*** Begin section ***
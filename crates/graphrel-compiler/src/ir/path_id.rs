//! Structural identity of a path through the schema.

use std::fmt;

use crate::schema::{Direction, PointerClass, QualName, Type};

#[derive(Clone, Debug, PartialEq, Eq, Hash)]
pub enum PathRoot {
    /// Path starting at every object of a type.
    Type(Type),
    /// Path starting at a computed expression, named by its alias.
    Expr(String),
}

#[derive(Clone, Debug, PartialEq, Eq, Hash)]
pub enum PathStep {
    Ptr {
        ptr: QualName,
        direction: Direction,
        target: Type,
    },
    TupleElement {
        name: String,
        target: Type,
    },
}

impl PathStep {
    pub fn target(&self) -> &Type {
        match self {
            Self::Ptr { target, .. } | Self::TupleElement { target, .. } => target,
        }
    }
}

/// Two paths with equal ids denote the same set.
#[derive(Clone, Debug, PartialEq, Eq, Hash)]
pub struct PathId {
    root: PathRoot,
    steps: Vec<PathStep>,
}

impl PathId {
    pub fn new(root: Type) -> Self {
        Self {
            root: PathRoot::Type(root),
            steps: Vec::new(),
        }
    }

    pub fn expr(alias: impl Into<String>) -> Self {
        Self {
            root: PathRoot::Expr(alias.into()),
            steps: Vec::new(),
        }
    }

    pub fn root(&self) -> &PathRoot {
        &self.root
    }

    pub fn steps(&self) -> &[PathStep] {
        &self.steps
    }

    /// Type of the set the path ends at, if known from the path alone.
    pub fn target(&self) -> Option<&Type> {
        match (self.steps.last(), &self.root) {
            (Some(step), _) => Some(step.target()),
            (None, PathRoot::Type(ty)) => Some(ty),
            (None, PathRoot::Expr(_)) => None,
        }
    }

    /// This path followed by a pointer hop.
    pub fn extend(&self, ptrcls: &PointerClass, direction: Direction, target: Type) -> Self {
        self.with_step(PathStep::Ptr {
            ptr: ptrcls.name.clone(),
            direction,
            target,
        })
    }

    /// This path followed by a tuple element access.
    pub fn extend_tuple(&self, name: &str, target: Type) -> Self {
        self.with_step(PathStep::TupleElement {
            name: name.to_owned(),
            target,
        })
    }

    fn with_step(&self, step: PathStep) -> Self {
        let mut steps = Vec::with_capacity(self.steps.len() + 1);
        steps.extend(self.steps.iter().cloned());
        steps.push(step);
        Self {
            root: self.root.clone(),
            steps,
        }
    }

    /// All prefixes, shortest first, ending with the path itself.
    pub fn prefixes(&self) -> impl Iterator<Item = PathId> + '_ {
        (0..=self.steps.len()).map(|len| Self {
            root: self.root.clone(),
            steps: self.steps[..len].to_vec(),
        })
    }

    pub fn starts_with(&self, prefix: &PathId) -> bool {
        self.root == prefix.root && self.steps.starts_with(&prefix.steps)
    }
}

impl fmt::Display for PathId {
    fn fmt(&self, f: &mut fmt::Formatter<'_>) -> fmt::Result {
        match &self.root {
            PathRoot::Type(ty) => write!(f, "({ty})")?,
            PathRoot::Expr(alias) => write!(f, "({alias})")?,
        }
        for step in &self.steps {
            match step {
                PathStep::Ptr {
                    ptr,
                    direction,
                    target,
                } => write!(f, ".{direction}({ptr})[IS {target}]")?,
                PathStep::TupleElement { name, target } => write!(f, ".{name}[IS {target}]")?,
            }
        }
        Ok(())
    }
}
*** End section ***
▶ _About this task_: The records above must be retyped in full. Keep each one exactly as it is.

▶ _Solution for this exercise_:
filename crates/graphrel-compiler/src/ir/path_id.rs
//! Structural identity of a path through the schema.

use std::fmt;

use crate::schema::{Direction, PointerClass, QualName, Type};

#[derive(Clone, Debug, PartialEq, Eq, Hash)]
pub enum PathRoot {
    /// Path starting at every object of a type.
    Type(Type),
    /// Path starting at a computed expression, named by its alias.
    Expr(String),
}

#[derive(Clone, Debug, PartialEq, Eq, Hash)]
pub enum PathStep {
    Ptr {
        ptr: QualName,
        direction: Direction,
        target: Type,
    },
    TupleElement {
        name: String,
        target: Type,
    },
}

impl PathStep {
    pub fn target(&self) -> &Type {
        match self {
            Self::Ptr { target, .. } | Self::TupleElement { target, .. } => target,
        }
    }
}

/// Two paths with equal ids denote the same set.
#[derive(Clone, Debug, PartialEq, Eq, Hash)]
pub struct PathId {
    root: PathRoot,
    steps: Vec<PathStep>,
}

impl PathId {
    pub fn new(root: Type) -> Self {
        Self {
            root: PathRoot::Type(root),
            steps: Vec::new(),
        }
    }

    pub fn expr(alias: impl Into<String>) -> Self {
        Self {
            root: PathRoot::Expr(alias.into()),
            steps: Vec::new(),
        }
    }

    pub fn root(&self) -> &PathRoot {
        &self.root
    }

    pub fn steps(&self) -> &[PathStep] {
        &self.steps
    }

    /// Type of the set the path ends at, if known from the path alone.
    pub fn target(&self) -> Option<&Type> {
        match (self.steps.last(), &self.root) {
            (Some(step), _) => Some(step.target()),
            (None, PathRoot::Type(ty)) => Some(ty),
            (None, PathRoot::Expr(_)) => None,
        }
    }

    /// This path followed by a pointer hop.
    pub fn extend(&self, ptrcls: &PointerClass, direction: Direction, target: Type) -> Self {
        self.with_step(PathStep::Ptr {
            ptr: ptrcls.name.clone(),
            direction,
            target,
        })
    }

    /// This path followed by a tuple element access.
    pub fn extend_tuple(&self, name: &str, target: Type) -> Self {
        self.with_step(PathStep::TupleElement {
            name: name.to_owned(),
            target,
        })
    }

    fn with_step(&self, step: PathStep) -> Self {
        let mut steps = Vec::with_capacity(self.steps.len() + 1);
        steps.extend(self.steps.iter().cloned());
        steps.push(step);
        Self {
            root: self.root.clone(),
            steps,
        }
    }

    /// All prefixes, shortest first, ending with the path itself.
    pub fn prefixes(&self) -> impl Iterator<Item = PathId> + '_ {
        (0..=self.steps.len()).map(|len| Self {
            root: self.root.clone(),
            steps: self.steps[..len].to_vec(),
        })
    }

    pub fn starts_with(&self, prefix: &PathId) -> bool {
        self.root == prefix.root && self.steps.starts_with(&prefix.steps)
    }
}

impl fmt::Display for PathId {
    fn fmt(&self, f: &mut fmt::Formatter<'_>) -> fmt::Result {
        match &self.root {
            PathRoot::Type(ty) => write!(f, "({ty})")?,
            PathRoot::Expr(alias) => write!(f, "({alias})")?,
        }
        for step in &self.steps {
            match step {
                PathStep::Ptr {
                    ptr,
                    direction,
                    target,
                } => write!(f, ".{direction}({ptr})[IS {target}]")?,
                PathStep::TupleElement { name, target } => write!(f, ".{name}[IS {target}]")?,
            }
        }
        Ok(())
    }
}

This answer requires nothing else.